PLATE XXX. MEDICI, BLUE AND WHITE

In France,[148] Claude Reverend, in 1664, is authorised to ‘contrefaire la porcelaine à la façon des Indes.’ A more serious interest attaches to the letters-patent granted in 1673 to Louis Poterat of Rouen. This Poterat was a man of some position; he belonged to a family that had long been connected with the manufacture of enamelled fayence at St. Sever, near Rouen. In the diploma of 1673 facilities are granted him by the king for making vessels of porcelain similar to those of China by means of the secret process that he had discovered for manufacturing ‘la véritable porcelaine de la Chine.’ There exist certain little pieces of soft-paste porcelain, sparely decorated with arabesques and lambrequins in blue sous couverte, in the style of Louis xiv., and marked with the letters A.P. surmounted by a small star.[149] These are now generally classed as Rouen ware of the time of Poterat; in that case, we must see in them the earliest specimens of the French family of porcelaines tendres. We have seen specimens at Sèvres and at Dresden, in both cases little cylindrical boxes divided into compartments. A similarly decorated cup, of very translucent ware, in the Fitzhenry collection, is also attributed to Rouen.

There were probably at this time and later many others, arcanistes or practical potters, working at the problem in France. M. Vogt quotes, from the Comptes des Bâtiments du Roi for 1682, two singular payments for the transport of ‘terre de porcelaine’ from Le Havre to Rouen and thence to Paris. This porcelain earth had, it is stated, been previously shipped to Civita Vecchia. It has been suggested that this might refer to a cargo of kaolin sent from the East (La Porcelaine, p. 34).

In 1695 the king granted to the Chicoineau family the privilege of making porcelain, by means of a secret process, reserving only the right previously granted to Poterat of Rouen.

With the establishment, however, of the Saint-Cloud kilns we pass out of the stage of tentative experiment, and the porcelain of Saint-Cloud forms the proper introduction to the soft-paste wares of France.

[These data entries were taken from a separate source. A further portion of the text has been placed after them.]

//! Class catalog endpoints
//!
//! Listing and fetching are public; writes require a teacher account and
//! are scoped to the classes that teacher owns. Admins may delete any
//! class.

use actix_web::error::{ErrorForbidden, ErrorInternalServerError, ErrorNotFound};
use actix_web::web::{Data, Json, Path, Query};
use actix_web::{HttpResponse, Result, delete, get, post, put};
use session::Role;

use crate::model::Model;
use crate::model::catalog::{Class, ClassFields, ClassFilter, ClassId};
use crate::service::session::Identity;

/// Resolves the caller's role, refusing callers whose account vanished
async fn caller_role(model: &Model, identity: &Identity) -> Result<Role> {
    identity
        .user_id
        .role(model.db())
        .await
        .map_err(|_| ErrorInternalServerError("Cannot resolve role"))?
        .ok_or_else(|| ErrorForbidden("Unknown account"))
}

#[get("/classes")]
pub(super) async fn list(model: Data<Model>, filter: Query<ClassFilter>) -> Result<Json<Vec<Class>>> {
    let classes = Class::list(model.db(), &filter)
        .await
        .map_err(|_| ErrorInternalServerError("Cannot list classes"))?;
    Ok(Json(classes))
}

#[get("/classes/{id}")]
pub(super) async fn fetch(model: Data<Model>, id: Path<ClassId>) -> Result<Json<Class>> {
    let class = Class::fetch(model.db(), *id)
        .await
        .map_err(|_| ErrorInternalServerError("Cannot fetch class"))?
        .ok_or_else(|| ErrorNotFound("No such class"))?;
    Ok(Json(class))
}

#[post("/classes")]
pub(super) async fn create(
    model: Data<Model>,
    identity: Identity,
    fields: Json<ClassFields>,
) -> Result<HttpResponse> {
    if caller_role(&model, &identity).await? != Role::Teacher {
        return Err(ErrorForbidden("Only teachers publish classes"));
    }

    let class = Class::create(model.db(), identity.user_id, fields.into_inner())
        .await
        .map_err(|_| ErrorInternalServerError("Cannot create class"))?;

    Ok(HttpResponse::Created().json(class))
}

#[put("/classes/{id}")]
pub(super) async fn update(
    model: Data<Model>,
    identity: Identity,
    id: Path<ClassId>,
    fields: Json<ClassFields>,
) -> Result<Json<Class>> {
    if caller_role(&model, &identity).await? != Role::Teacher {
        return Err(ErrorForbidden("Only teachers publish classes"));
    }

    let updated = Class::update(model.db(), *id, identity.user_id, fields.into_inner())
        .await
        .map_err(|_| ErrorInternalServerError("Cannot update class"))?;
    if !updated {
        return Err(ErrorNotFound("No such class of yours"));
    }

    let class = Class::fetch(model.db(), *id)
        .await
        .map_err(|_| ErrorInternalServerError("Cannot fetch class"))?
        .ok_or_else(|| ErrorNotFound("No such class"))?;
    Ok(Json(class))
}

#[delete("/classes/{id}")]
pub(super) async fn remove(model: Data<Model>, identity: Identity, id: Path<ClassId>) -> Result<HttpResponse> {
    let owner = match caller_role(&model, &identity).await? {
        Role::Admin => None,
        Role::Teacher => Some(identity.user_id),
        Role::Student => return Err(ErrorForbidden("Only teachers publish classes")),
    };

    let deleted = Class::delete(model.db(), *id, owner)
        .await
        .map_err(|_| ErrorInternalServerError("Cannot delete class"))?;
    if !deleted {
        return Err(ErrorNotFound("No such class of yours"));
    }

    Ok(HttpResponse::NoContent().finish())
}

Early Experiments in England.—The potters art was at a very low ebb in England in the seventeenth century. The Dutch with their Delft ware had taken up a position comparable to that held by our Staffordshire potters a century and a half later. They supplied us for many years with the ordinary crockery in use among the middle classes (indeed, in parts of Ireland such ware is still known as ‘delf’). From the scattered local potteries were produced only the roughest kinds of earthenware. But in this rude ware we see at times a certain barbaric, almost Oriental feeling for colour and decoration, giving more promise of artistic possibilities than we can find in the tame imitative work of the eighteenth century porcelain maker.

Quite early in the seventeenth century, however, certainly by the time of Charles i., pottery works were established by the banks of the Thames at Lambeth and elsewhere, where successful imitations of Delft were made, probably with the assistance of Dutch workmen. Not far off, at Fulham, Dr. John Dwight experimented upon various clays and glazes, in the reign of Charles ii. His is the earliest name that occurs in the history of English ceramics. In the letters-patent granted to him in 1671, he claims that ‘at his own proper costs and charges he hath invented and set up at Fulham ... several new manufactories.’ Not only was he prepared to deal with ‘the misterie of the stoneware vulgarly called Cologne ware,’ but he also lays claim to ‘the mysterie of transparent earthenware, commonly knowne by the name of porcelaine or china, and Persian ware.’ This claim is made even more definitely by his friend Dr. Plot, in the History of Oxfordshire, which he published in 1677. Dr. Dwight, he tells us, ‘hath found ways to make an earth white and transparent as porcelane, and not distinguishable from it by the eye or by experiments which have been purposely made to try wherein they disagree.’

We may compare this claim with the similar statements made about the same time in the petitions of Poterat and others. In neither case is there any sign of an acquaintance with the Chinese materials. In France the aim was to make something that should combine the properties of earthenware and glass; while in the case of Dr. Dwight’s ware, hardness and infusibility were the points sought for.